In my experience, cichlids characterized by extreme reproductive precocity are not particularly long-lived. Such species are typically found in habitats that are either ephemeral or markedly unpredictable. Frequently they are both. Under such circumstances, the sooner an individual breeds, the more likely its genes will be represented in the next generation. As available data (Skelton, 1993) suggest that T. ruweti is characteristically found in just such habitats, it should thus come as no surprise that natural selection has favored reproductive precocity over longevity in this species. This species’ susceptibility to systemic bacterial infections increases quite markedly by the end of their second year, as does its reproductive output. This, I suspect, is one of the factors that contributed to the disappearance of the original aquarium strain of this species. Hobbyists that held off rearing the progeny of early spawns believing that they had plenty of time to rear the next generation of breeders discovered too late that such an assumption was erroneous. The take-home message is simple: Don’t defer rearing the next generation of this species!

Regardless of their provenance, male Tilapia ruweti remain actively involved in the defense of the mobile fry.
A Cautionary Conclusion

The conservation status of T. ruweti, unlike that of far too many cichlid species, poses little cause for concern. This species enjoys an extensive range which includes extensive regions where human activity has had—and in the foreseeable future is unlikely to have—minimal impact. However, this state of affairs does not automatically assure its future as an aquarium fish. Indifference led to the disappearance of T. ruweti from the hobby once before. Thanks to a fortunate combination of circumstances, cichlid enthusiasts once again have the opportunity to enjoy this delightful little fish. Given the vagaries of African politics, it would be extremely unwise to count on a third chance at establishing a managed population of this species if history is allowed to repeat itself.

The American Cichlid Association’s C.A.R.E.S. Program was established both to assure the survival under management of cichlids whose survival in nature is either presently at risk or apt to become threatened as well as to perpetuate aquarium populations of species which while secure in nature, would, if lost to the hobby, be for any number of reasons, extremely difficult to re-import. As T. ruweti clearly falls into the second category, I have strongly recommended that it be added to the roster of C.A.R.E.S. species. Given the small adult size and attractive coloration of this species, it clearly has considerable commercial potential. If the regulatory climate still precludes the large-scale production of T. ruweti in Florida, hopefully enterprising fish farmers in the Far East adopt this species as enthusiastically as they have Anomalochromis thomasi.

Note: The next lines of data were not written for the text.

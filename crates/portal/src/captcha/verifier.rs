//! CAPTCHA verification logic.

use serde::Deserialize;

use super::StoredPuzzle;

/// One pick per column, as submitted by the admin login form
#[derive(Debug, Clone, Default, Deserialize)]
pub struct PieceSelection {
    pub column1: Option<String>,
    pub column2: Option<String>,
    pub column3: Option<String>,
}

impl PieceSelection {
    fn as_array(&self) -> Option<[&str; 3]> {
        Some([
            self.column1.as_deref()?,
            self.column2.as_deref()?,
            self.column3.as_deref()?,
        ])
    }
}

/// Result of checking a submitted selection
#[derive(Debug, Clone, Copy, PartialEq, Eq)]
pub enum PuzzleOutcome {
    Passed,
    /// Wrong pieces, or a column left empty
    Incorrect,
    /// No challenge was pending for this session
    Missing,
    Expired,
}

impl PuzzleOutcome {
    pub fn is_passed(&self) -> bool {
        matches!(self, Self::Passed)
    }
}

/// Ordered, case-sensitive comparison of all three positions
pub fn pieces_match(submitted: [&str; 3], expected: &[String; 3]) -> bool {
    submitted.iter().zip(expected.iter()).all(|(s, e)| *s == e.as_str())
}

/// CAPTCHA verifier service
#[derive(Debug, Default)]
pub struct PuzzleVerifier;

impl PuzzleVerifier {
    pub fn new() -> Self {
        Self
    }

    /// Check a selection against the challenge taken out of the session.
    ///
    /// The caller must already have removed `stored` from the session: a
    /// challenge is checked at most once, whatever the outcome.
    pub fn verify(&self, stored: Option<StoredPuzzle>, selection: &PieceSelection) -> PuzzleOutcome {
        self.verify_at(stored, selection, chrono::Utc::now().timestamp())
    }

    pub fn verify_at(
        &self,
        stored: Option<StoredPuzzle>,
        selection: &PieceSelection,
        now: i64,
    ) -> PuzzleOutcome {
        let Some(stored) = stored else {
            return PuzzleOutcome::Missing;
        };

        if now > stored.expires_at {
            tracing::debug!(month = %stored.correct_month, "Puzzle expired");
            return PuzzleOutcome::Expired;
        }

        match selection.as_array() {
            Some(submitted) if pieces_match(submitted, &stored.correct_pieces) => {
                PuzzleOutcome::Passed
            }
            _ => {
                tracing::debug!(selection = ?selection, "Puzzle answer incorrect");
                PuzzleOutcome::Incorrect
            }
        }
    }
}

After they develop a conspicuous “Tilapia-spot” in the soft dorsal fin, the growth rate of juvenile T. ruweti accelerates markedly.
References

Dickinson, C. L. 2007. The endemic Tilapia of Lake Bermin. Cichlid News 16(1): 22–27.

Loiselle, P. V. 1979. Tilapia ruweti (Poll and Thys 1965). American Cichlid Association Cichlid Index 4(8): 1–2.

Loiselle, P. V. 2001. Aquarium husbandry of the Harlequin Kurper, Tilapia guinasana Trewavas 1936. Cichlid News 10(1): 6–14.

Loiselle, P. V. 2008. The aquarium husbandry of Tilapia snyderae, a dwarf cichlid from Lake Bermin, Cameroon. Cichlid News 17(2): 16–22.

Poll, M. & D. F. E. Thys van den Audenaerde. 1965. Deux cichlidae nouveaux du Sud du Bassin du Congo. Rev. Zool. Bot. afr. 72(3-4): 322–333.

Skelton, P. 1993. A Complete Guide to the Freshwater Fishes of Southern Africa.Southern Book Publishers, Grahams­town, pp. 1–388.

Thys van den Audenaerde, D. F. E. 1968a. A preliminary contribution to a systematic revision of the genus Pelmatochromis Hubrecht sensu lato. Rev. Zool. Bot. afr. 76(3-4): 351–391.

Thys van den Audenaerde, D. F. E. 1968b. An annotated bibliography of Tilapia (Pisces, Cichlidae). Mus. Roy. Afr. Centr. Doc. Zool. (14): 1–406.

Thys van den Audenaerde, D. F. E. 1971. The paternal mouthbrooding habit of Tilapia (Coptodon) discolor and its special significance. Rev. Zool. Bot. afr. 82(3-4): 285–300.